#### Work instructions:
All the entries that follow are to be returned exactly.

[Stored data]
# # # # # # #

//! FragDB - interactive shell

use std::env;
use std::sync::Arc;

use anyhow::Context;
use fragdb::executor::{EngineContext, Session};
use fragdb::server::{process_line, OutputFormat, Reply};
use rustyline::error::ReadlineError;
use rustyline::DefaultEditor;
use tracing_subscriber::EnvFilter;

/// Print welcome banner
fn print_banner() {
    println!(
        r#"
 FragDB v{}
 Fragment-oriented query shell
 Type '.help' for help, '.quit' to exit
"#,
        env!("CARGO_PKG_VERSION")
    );
}

/// Print help message
fn print_help() {
    println!(
        r#"
Commands:
  .help                Show this help message
  .quit                Exit FragDB
  .mode json|table     Choose the result format
  .databases           List all databases
  .fragments <db>      List the fragments of a database
  .clear               Clear screen

Queries are key=value pairs separated by ';'. Multiple entries of one
key are separated by '|'. Binary arguments for ?1, ?2, ... follow the
query after a TAB as type:payload entries.

Examples:
  operation=create_db;db_name=sales
  operation=create_frag;frag_name=sales.t;field=id|v;field_type=long|double
  operation=multi_insert;value=1|10|2|20|3|30
  operation=select;from=sales.t;field=id|v;where=v > 15
  operation=create_frag_select;frag_name=sales.big;from=sales.t;field=id|oph_sum(v);group=id MOD 2
"#
    );
}

fn main() -> anyhow::Result<()> {
    tracing_subscriber::fmt()
        .with_env_filter(EnvFilter::try_from_default_env().unwrap_or_else(|_| EnvFilter::new("warn")))
        .init();

    let args: Vec<String> = env::args().collect();
    let engine = match args.iter().position(|a| a == "--data-dir" || a == "-d") {
        Some(i) => {
            let dir = args.get(i + 1).context("--data-dir expects a value")?;
            EngineContext::open(dir).with_context(|| format!("failed to open '{}'", dir))?
        }
        None => EngineContext::in_memory(),
    };

    let mut session = Session::new(Arc::new(engine));
    let mut format = OutputFormat::Table;
    let mut editor = DefaultEditor::new().context("failed to start line editor")?;

    print_banner();

    loop {
        let line = match editor.readline("fragdb> ") {
            Ok(line) => line,
            Err(ReadlineError::Interrupted) => continue,
            Err(ReadlineError::Eof) => break,
            Err(e) => {
                eprintln!("Error reading input: {}", e);
                break;
            }
        };

        let trimmed = line.trim();
        if trimmed.is_empty() {
            continue;
        }
        let _ = editor.add_history_entry(trimmed);

        match trimmed {
            ".help" => {
                print_help();
                continue;
            }
            ".clear" => {
                print!("\x1B[2J\x1B[1;1H");
                continue;
            }
            _ => {}
        }

        match process_line(&mut session, &mut format, &line) {
            Some(Reply::Text(text)) => print!("{}", text),
            Some(Reply::Close(text)) => {
                print!("{}", text);
                return Ok(());
            }
            None => {}
        }
    }

    println!("\nGoodbye!");
    Ok(())
}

# # # # # # #

#### Exercise answer:
//! FragDB - interactive shell

use std::env;
use std::sync::Arc;

use anyhow::Context;
use fragdb::executor::{EngineContext, Session};
use fragdb::server::{process_line, OutputFormat, Reply};
use rustyline::error::ReadlineError;
use rustyline::DefaultEditor;
use tracing_subscriber::EnvFilter;

/// Print welcome banner
fn print_banner() {
    println!(
        r#"
 FragDB v{}
 Fragment-oriented query shell
 Type '.help' for help, '.quit' to exit
"#,
        env!("CARGO_PKG_VERSION")
    );
}

/// Print help message
fn print_help() {
    println!(
        r#"
Commands:
  .help                Show this help message
  .quit                Exit FragDB
  .mode json|table     Choose the result format
  .databases           List all databases
  .fragments <db>      List the fragments of a database
  .clear               Clear screen

Queries are key=value pairs separated by ';'. Multiple entries of one
key are separated by '|'. Binary arguments for ?1, ?2, ... follow the
query after a TAB as type:payload entries.

Examples:
  operation=create_db;db_name=sales
  operation=create_frag;frag_name=sales.t;field=id|v;field_type=long|double
  operation=multi_insert;value=1|10|2|20|3|30
  operation=select;from=sales.t;field=id|v;where=v > 15
  operation=create_frag_select;frag_name=sales.big;from=sales.t;field=id|oph_sum(v);group=id MOD 2
"#
    );
}

fn main() -> anyhow::Result<()> {
    tracing_subscriber::fmt()
        .with_env_filter(EnvFilter::try_from_default_env().unwrap_or_else(|_| EnvFilter::new("warn")))
        .init();

    let args: Vec<String> = env::args().collect();
    let engine = match args.iter().position(|a| a == "--data-dir" || a == "-d") {
        Some(i) => {
            let dir = args.get(i + 1).context("--data-dir expects a value")?;
            EngineContext::open(dir).with_context(|| format!("failed to open '{}'", dir))?
        }
        None => EngineContext::in_memory(),
    };

    let mut session = Session::new(Arc::new(engine));
    let mut format = OutputFormat::Table;
    let mut editor = DefaultEditor::new().context("failed to start line editor")?;

    print_banner();

    loop {
        let line = match editor.readline("fragdb> ") {
            Ok(line) => line,
            Err(ReadlineError::Interrupted) => continue,
            Err(ReadlineError::Eof) => break,
            Err(e) => {
                eprintln!("Error reading input: {}", e);
                break;
            }
        };

        let trimmed = line.trim();
        if trimmed.is_empty() {
            continue;
        }
        let _ = editor.add_history_entry(trimmed);

        match trimmed {
            ".help" => {
                print_help();
                continue;
            }
            ".clear" => {
                print!("\x1B[2J\x1B[1;1H");
                continue;
            }
            _ => {}
        }

        match process_line(&mut session, &mut format, &line) {
            Some(Reply::Text(text)) => print!("{}", text),
            Some(Reply::Close(text)) => {
                print!("{}", text);
                return Ok(());
            }
            None => {}
        }
    }

    println!("\nGoodbye!");
    Ok(())
}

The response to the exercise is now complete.